Meloni fugge il tema dei rapporti con l’Europa; sa che, davanti all’alternativa secca, il paese non sceglierebbe il sodale Orbàn, ma la Ue, sola capace d’affrontare sfide – cambiamento climatico, pandemie, Ucraina, inflazione – troppo grandi anche per Stati più forti.
Da anni l’Italia vuol superare il diritto di veto che paralizza il Consiglio Europeo, Francia e Germania d’accordo: è pronta Meloni a rinunciare al diritto di cui anche Roma gode?
Una risposta netta a tale domanda scioglierebbe molti dubbi su cosa sia l’Europa delle Nazioni.
Su politica estera e di difesa comune, è FdI disposta a una cooperazione Ue rafforzata partendo da Francia, Germania e Spagna, come da tempo propone Romano Prodi? O preferisce una sovranità militare che non reggerebbe un giorno alla vera prova?

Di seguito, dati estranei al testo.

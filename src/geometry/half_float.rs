//! IEEE 754 binary16 conversions with directed rounding.
//!
//! The serialized tree stores node bounds as half floats. Minimum planes
//! round toward negative infinity and maximum planes toward positive
//! infinity so the decoded box always contains the box that was encoded.
//! The registry `half` crate only offers round-to-nearest, which would
//! break that containment guarantee, hence the hand-written conversions.

use glam::Vec4;

/// Largest finite half float value.
pub const HALF_FLT_MAX: f32 = 65504.0;

/// Bit pattern of the largest finite half float.
pub const HALF_FLT_MAX_BITS: u16 = 0x7bff;

/// Converts to half precision truncating toward zero.
/// Returns the truncated bits and whether the conversion was exact.
fn float_to_half_trunc(value: f32) -> (u16, bool) {
    debug_assert!(!value.is_nan(), "Bounds must not be NaN.");
    let bits = value.to_bits();
    let sign = ((bits >> 16) & 0x8000) as u16;
    let exp = ((bits >> 23) & 0xff) as i32;
    let man = bits & 0x007f_ffff;

    if exp == 0xff {
        // Infinity maps to infinity.
        return (sign | 0x7c00, true);
    }
    if exp == 0 {
        // Zero is exact; f32 subnormals are far below the half subnormal range.
        return (sign, man == 0);
    }

    let e = exp - 127;
    let m = man | 0x0080_0000;
    let half_exp = e + 15;

    if half_exp >= 31 {
        // Beyond the half range; truncation toward zero lands on the largest finite half.
        return (sign | HALF_FLT_MAX_BITS, false);
    }
    if half_exp <= 0 {
        // Half subnormal range: the value is a count of 2^-24 units.
        if e < -24 {
            return (sign, false);
        }
        let shift = (-(e + 1)) as u32;
        let half_man = (m >> shift) as u16;
        let exact = m & ((1u32 << shift) - 1) == 0;
        return (sign | half_man, exact);
    }

    let half_man = (man >> 13) as u16;
    let exact = man & 0x1fff == 0;
    (sign | ((half_exp as u16) << 10) | half_man, exact)
}

/// Converts to half precision rounding toward positive infinity.
#[inline]
pub fn to_half_float_round_up(value: f32) -> u16 {
    let (bits, exact) = float_to_half_trunc(value);
    // Incrementing the bit pattern moves the magnitude away from zero,
    // which is toward positive infinity for positive values.
    if !exact && value > 0.0 {
        bits + 1
    } else {
        bits
    }
}

/// Converts to half precision rounding toward negative infinity.
#[inline]
pub fn to_half_float_round_down(value: f32) -> u16 {
    let (bits, exact) = float_to_half_trunc(value);
    if !exact && value < 0.0 {
        bits + 1
    } else {
        bits
    }
}

/// Converts a half float bit pattern to single precision.
#[inline]
pub fn half_to_float(half: u16) -> f32 {
    let sign = ((half & 0x8000) as u32) << 16;
    let exp = ((half >> 10) & 0x1f) as u32;
    let man = (half & 0x03ff) as u32;

    if exp == 0x1f {
        return f32::from_bits(sign | 0x7f80_0000 | (man << 13));
    }
    if exp == 0 {
        if man == 0 {
            return f32::from_bits(sign);
        }
        // Subnormal: a count of 2^-24 units.
        let magnitude = man as f32 * (1.0 / 16_777_216.0);
        return if sign != 0 { -magnitude } else { magnitude };
    }
    f32::from_bits(sign | ((exp + 112) << 23) | (man << 13))
}

/// Decodes four consecutive little-endian half floats into a `Vec4`.
#[inline(always)]
pub fn half_to_float4(bytes: &[u8]) -> Vec4 {
    Vec4::new(
        half_to_float(u16::from_le_bytes([bytes[0], bytes[1]])),
        half_to_float(u16::from_le_bytes([bytes[2], bytes[3]])),
        half_to_float(u16::from_le_bytes([bytes[4], bytes[5]])),
        half_to_float(u16::from_le_bytes([bytes[6], bytes[7]])),
    )
}

#[cfg(test)]
mod tests {
    use super::*;

    #[test]
    fn exact_values_round_trip() {
        for value in [
            0.0f32, -0.0, 1.0, -1.0, 0.5, 2.25, -2.25, 65504.0, -65504.0, 0.00006103515625, // 2^-14
            f32::INFINITY,
            f32::NEG_INFINITY,
        ] {
            let up = to_half_float_round_up(value);
            let down = to_half_float_round_down(value);
            assert_eq!(up, down, "representable value {value} should be exact");
            assert_eq!(half_to_float(up), value);
        }
    }

    #[test]
    fn directed_rounding_brackets_the_input() {
        let values = [
            1.0000001f32,
            -1.0000001,
            3.14159265,
            -3.14159265,
            1.0e-6,
            -1.0e-6,
            1.0e-30,
            -1.0e-30,
            12345.678,
            -12345.678,
            70000.0,
            -70000.0,
            0.1,
            -0.1,
        ];
        for value in values {
            let lower = half_to_float(to_half_float_round_down(value));
            let upper = half_to_float(to_half_float_round_up(value));
            assert!(lower <= value, "round down {lower} > {value}");
            assert!(upper >= value, "round up {upper} < {value}");
        }
    }

    #[test]
    fn overflow_saturates_conservatively() {
        assert_eq!(half_to_float(to_half_float_round_up(70000.0)), f32::INFINITY);
        assert_eq!(half_to_float(to_half_float_round_down(70000.0)), HALF_FLT_MAX);
        assert_eq!(half_to_float(to_half_float_round_down(-70000.0)), f32::NEG_INFINITY);
        assert_eq!(half_to_float(to_half_float_round_up(-70000.0)), -HALF_FLT_MAX);
    }

    #[test]
    fn subnormal_halves_decode() {
        // Smallest positive subnormal half.
        assert_eq!(half_to_float(1), 1.0 / 16_777_216.0);
        // Largest subnormal half.
        assert_eq!(half_to_float(0x03ff), 1023.0 / 16_777_216.0);
    }

    #[test]
    fn four_wide_decode() {
        let mut bytes = Vec::new();
        for value in [1.0f32, -2.0, 0.25, 8.0] {
            bytes.extend_from_slice(&to_half_float_round_down(value).to_le_bytes());
        }
        assert_eq!(half_to_float4(&bytes), Vec4::new(1.0, -2.0, 0.25, 8.0));
    }
}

Il suo troppo recente, esibito atlantismo non gioverebbe se gli interessi europei divergessero da quelli Usa.
La Ue deve ridefinire, entro Dicembre 2023, il Patto di Stabilità e Crescita, sospeso per pandemia. Su che linea FdI convincerebbe prima Lega e Forza Italia, poi i partner Ue?
Il lavoro, posto dalla Costituzione a fondamento della Repubblica, non viene dallo Stato, ma dalle decisioni degli operatori, entro le norme con cui esso regola l’economia e amministra i suoi compiti.
A tal fine, su concorrenza e innovazione, anche nel pubblico, il governo Draghi, col ministro Vittorio Colao ha ben lavorato; s’impegna Meloni a non disfare quella tela?
Per finire, un punto sul grande, irrisolto tema del Mezzogiorno. Nel programma della coalizione, su spinta di Lega e Forza Italia, c’è l’autonomia regionale differenziata; nulla però dice il programma di FdI.
Su Domani Giuseppe Pisauro ha mostrato che essa creerebbe di fatto nuove regioni a statuto speciale, mascherando la secessione economica del ricco Nord.
Si faccia coraggio Meloni, chiarisca: col suo governo l’Italia resterebbe unita, o si spaccherebbe in due?